/
Coordinator Refactoring

Coordinator Refactoring

  1. Split the rpc handling functions (and thus, corresponding helper functions) in Coordinator Service into multiple logical groupings.
    1. CoordinatorTabletManager - manages tables, tabletMap
      • createTable
      • dropTable
      • splitTablet
      • getTableId
      • getTabletMap
      • reassignTabletOwnership
    2. CoordinatorServerManager - manages serverList
      • enlistServer
      • getServerList
      • hintServerDown
      • sendServerList
      • setWill
    3. nothing extra (only call handlers)
      • recoveryMasterFinished
      • quiesce
  2. Think about how the functionality corresponding to each function gets spilt amongst different modules.
    1. All the rpc handlers - CoordinatorService
    2. Each handler:
      1. Receives / processes the rpc. - work1
      2. Then calls into the corresponding function residing in a separate module. - work2
  3. We will probably have another module, say CoordinatorServiceRecovery that does work workR
  4. Decide division of work between work1 and work2 (and similarly, between workR and work2). Options:
    1. work1 and workR function as dispatchers, real work done in work2.
      • work1 - processes the rpc and passes the arguments to the appropriate function in work2.

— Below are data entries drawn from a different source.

// Copyright 2025 the Landmark Map Authors
// SPDX-License-Identifier: Apache-2.0 OR MIT

use std::sync::Arc;
use std::time::Duration;

use landmark_cull::{DEFAULT_BUFFER_RATIO, Placed, read_bounds, visible_indices};
use landmark_timing::{DEFAULT_DEBOUNCE, Debouncer};
use smallvec::SmallVec;

use crate::widget::{MapEvent, MapWidget, Subscription};

/// Keeps a culled view of an entity collection in sync with a map widget.
///
/// The adapter owns the listener lifecycle and the debounce timer; the
/// culling itself is [`landmark_cull::visible_indices`].
///
/// Lifecycle:
/// - [`CullingAdapter::mount`] subscribes to `MoveEnd` and `ZoomEnd` and
///   computes once right away.
/// - The host forwards each notification with [`CullingAdapter::notify`].
///   Notifications only arm the debounce window.
/// - The host calls [`CullingAdapter::tick`] from its timer or frame
///   callback. Once the window after the last notification has passed, the
///   visible set is recomputed from the widget's bounds at that moment.
/// - [`CullingAdapter::unmount`] unsubscribes and cancels anything pending.
///
/// Before mounting, and whenever the widget cannot report bounds, every
/// entity is visible.
#[derive(Debug)]
pub struct CullingAdapter<E> {
    entities: Arc<[E]>,
    revision: u64,
    buffer_ratio: f64,
    debounce: Debouncer,
    subscriptions: SmallVec<[Subscription; 2]>,
    visible: Vec<usize>,
    recomputes: u64,
}

impl<E: Placed> CullingAdapter<E> {
    /// Creates an unmounted adapter over `entities` with the default buffer
    /// ratio and debounce window.
    pub fn new(entities: impl Into<Arc<[E]>>) -> Self {
        let entities = entities.into();
        let visible = (0..entities.len()).collect();
        Self {
            entities,
            revision: 0,
            buffer_ratio: DEFAULT_BUFFER_RATIO,
            debounce: Debouncer::new(DEFAULT_DEBOUNCE),
            subscriptions: SmallVec::new(),
            visible,
            recomputes: 0,
        }
    }

    /// Sets the buffer ratio used for culling.
    #[must_use]
    pub fn with_buffer_ratio(mut self, buffer_ratio: f64) -> Self {
        self.buffer_ratio = buffer_ratio;
        self
    }

    /// Sets the debounce window.
    #[must_use]
    pub fn with_debounce(mut self, window: Duration) -> Self {
        self.debounce = Debouncer::new(window);
        self
    }

    /// Buffer ratio used for culling.
    #[must_use]
    pub fn buffer_ratio(&self) -> f64 {
        self.buffer_ratio
    }

    /// The shared entity collection.
    #[must_use]
    pub fn entities(&self) -> &Arc<[E]> {
        &self.entities
    }

    /// Counter bumped every time the collection is replaced.
    ///
    /// Suitable as the revision key of a [`landmark_disclosure::Discloser`].
    #[must_use]
    pub fn revision(&self) -> u64 {
        self.revision
    }

    /// Returns `true` between [`CullingAdapter::mount`] and
    /// [`CullingAdapter::unmount`].
    #[must_use]
    pub fn is_mounted(&self) -> bool {
        !self.subscriptions.is_empty()
    }

    /// Returns `true` while a debounced recomputation is waiting to run.
    #[must_use]
    pub fn is_pending(&self) -> bool {
        self.debounce.is_pending()
    }

    /// Subscribes to `widget` and computes the visible set immediately.
    ///
    /// Mounting an already mounted adapter first unmounts it from `widget`.
    pub fn mount<W: MapWidget + ?Sized>(&mut self, widget: &mut W) {
        if self.is_mounted() {
            self.unmount(widget);
        }
        self.subscriptions.push(widget.subscribe(MapEvent::MoveEnd));
        self.subscriptions.push(widget.subscribe(MapEvent::ZoomEnd));
        self.recompute(Some(&*widget));
    }

    /// Records a viewport change reported to `subscription` at `now_ms`.
    ///
    /// Returns `true` if the notification armed the debounce. Handles that
    /// this adapter does not own, and any notification while unmounted, are
    /// ignored.
    pub fn notify(&mut self, subscription: Subscription, now_ms: u64) -> bool {
        if !self.subscriptions.contains(&subscription) {
            return false;
        }
        self.debounce.notify(now_ms);
        true
    }

    /// Runs the debounced recomputation if it is due at `now_ms`.
    ///
    /// Returns `true` if the visible set changed.
    pub fn tick<W: MapWidget + ?Sized>(&mut self, widget: &W, now_ms: u64) -> bool {
        if self.debounce.poll(now_ms).is_none() {
            return false;
        }
        self.recompute(Some(widget))
    }

    /// Unsubscribes from `widget` and cancels any pending recomputation.
    ///
    /// The visible set keeps its last computed value.
    pub fn unmount<W: MapWidget + ?Sized>(&mut self, widget: &mut W) {
        for sub in self.subscriptions.drain(..) {
            widget.unsubscribe(sub);
        }
        if self.debounce.cancel() {
            log::debug!("canceled pending cull recomputation on unmount");
        }
    }

    /// Replaces the entity collection and recomputes against `widget`.
    ///
    /// Pass `None` when no widget exists yet; every entity is then visible.
    pub fn set_entities<W: MapWidget + ?Sized>(
        &mut self,
        entities: impl Into<Arc<[E]>>,
        widget: Option<&W>,
    ) {
        self.entities = entities.into();
        self.revision += 1;
        self.recompute(widget);
    }

    /// Entities currently considered visible, in collection order.
    pub fn visible(&self) -> impl Iterator<Item = &E> + '_ {
        self.visible.iter().map(|&i| &self.entities[i])
    }

    /// Indices into [`CullingAdapter::entities`] of the visible entities.
    #[must_use]
    pub fn visible_indices(&self) -> &[usize] {
        &self.visible
    }

    /// Number of recomputations performed so far, eager ones included.
    #[must_use]
    pub fn recompute_count(&self) -> u64 {
        self.recomputes
    }

    fn recompute<W: MapWidget + ?Sized>(&mut self, widget: Option<&W>) -> bool {
        let bounds = read_bounds(widget);
        let next = visible_indices(&self.entities, bounds, self.buffer_ratio);
        self.recomputes += 1;
        log::debug!(
            "culled {} of {} entities (bounds: {:?})",
            next.len(),
            self.entities.len(),
            bounds
        );
        if next == self.visible {
            return false;
        }
        self.visible = next;
        true
    }
}

#[cfg(test)]
mod tests {
    use kurbo::{Point, Size};

    use super::CullingAdapter;
    use crate::camera::MapCamera;
    use crate::widget::{MapEvent, MapWidget, Subscription};

    fn points() -> Vec<Point> {
        vec![
            Point::new(1300.0, 1300.0),
            Point::new(0.0, 0.0),
            Point::new(2600.0, 2600.0),
        ]
    }

    #[test]
    fn unmounted_adapter_shows_everything() {
        let adapter = CullingAdapter::new(points());
        assert_eq!(adapter.visible_indices(), [0, 1, 2]);
        assert_eq!(adapter.recompute_count(), 0);
    }

    #[test]
    fn foreign_handles_are_ignored() {
        let mut cam = MapCamera::default();
        cam.set_view_size(Size::new(200.0, 200.0));
        let mut adapter = CullingAdapter::new(points());
        adapter.mount(&mut cam);

        let stranger = Subscription::new(MapEvent::MoveEnd, 9_999);
        assert!(!adapter.notify(stranger, 0));
        assert!(!adapter.is_pending());
    }

    #[test]
    fn mount_twice_does_not_leak_listeners() {
        let mut cam = MapCamera::default();
        let mut adapter = CullingAdapter::new(points());
        adapter.mount(&mut cam);
        adapter.mount(&mut cam);
        assert_eq!(cam.listener_count(), 2);
        adapter.unmount(&mut cam);
        assert_eq!(cam.listener_count(), 0);
        assert_eq!(cam.zoom(), None);
    }
}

      • workR - iterates over the log, passes each entry to the appropriate function for work2.
      • work2 - if the request is coming from workR, then it first processes the state to get the arguments. In all cases, it does all the real work.
    2. Split according to the the recovery path.
      • work1 - everything upto (and including) the first time a log is written to logcabin. This is the work that will be only ever done by the current leader (not the followers or the recovering leader).
      • workR - iterates over the log, passes each entry to the appropriate function for work2.
      • work2 - if the request is coming from workR, then it first processes the state to get the arguments. It then does everything after work1.
  5. Look at the above options from decision-hiding perspective:
    1. Option a (from above):
      • Knowledge about format of rpcs - work1
      • Decisions wrt how the log is read during recovery - workR (also knows how to read the opcode, but nothing more).
      • Knowledge about format of log entries - work2
      • Decision about when to write to log - work2
      • Decisions wrt implementation of the function (in all the cases) - work2
      • Problem: Putting all the decisions in one module is probably not the answer to good decision-hiding.
      • Tombstone for prev problem: On the other hand, if decisions are related, then they should be in one place.
    2. Option b (from above):
      • Knowledge about format of rpcs - work1
      • Decisions wrt how the log is read during recovery - workR (also knows how to read the opcode, but nothing more).
      • Knowledge about format of log entries - work1 & work2
      • Decision about when to write to log - work1 & work2
      • Decisions wrt implementation of the function (in all the cases) - work1 & work2.
      • Problem: The work seems to be split flow-wise, not major decision wise.
  6. Decision from point 5: We're going with option a from point 4.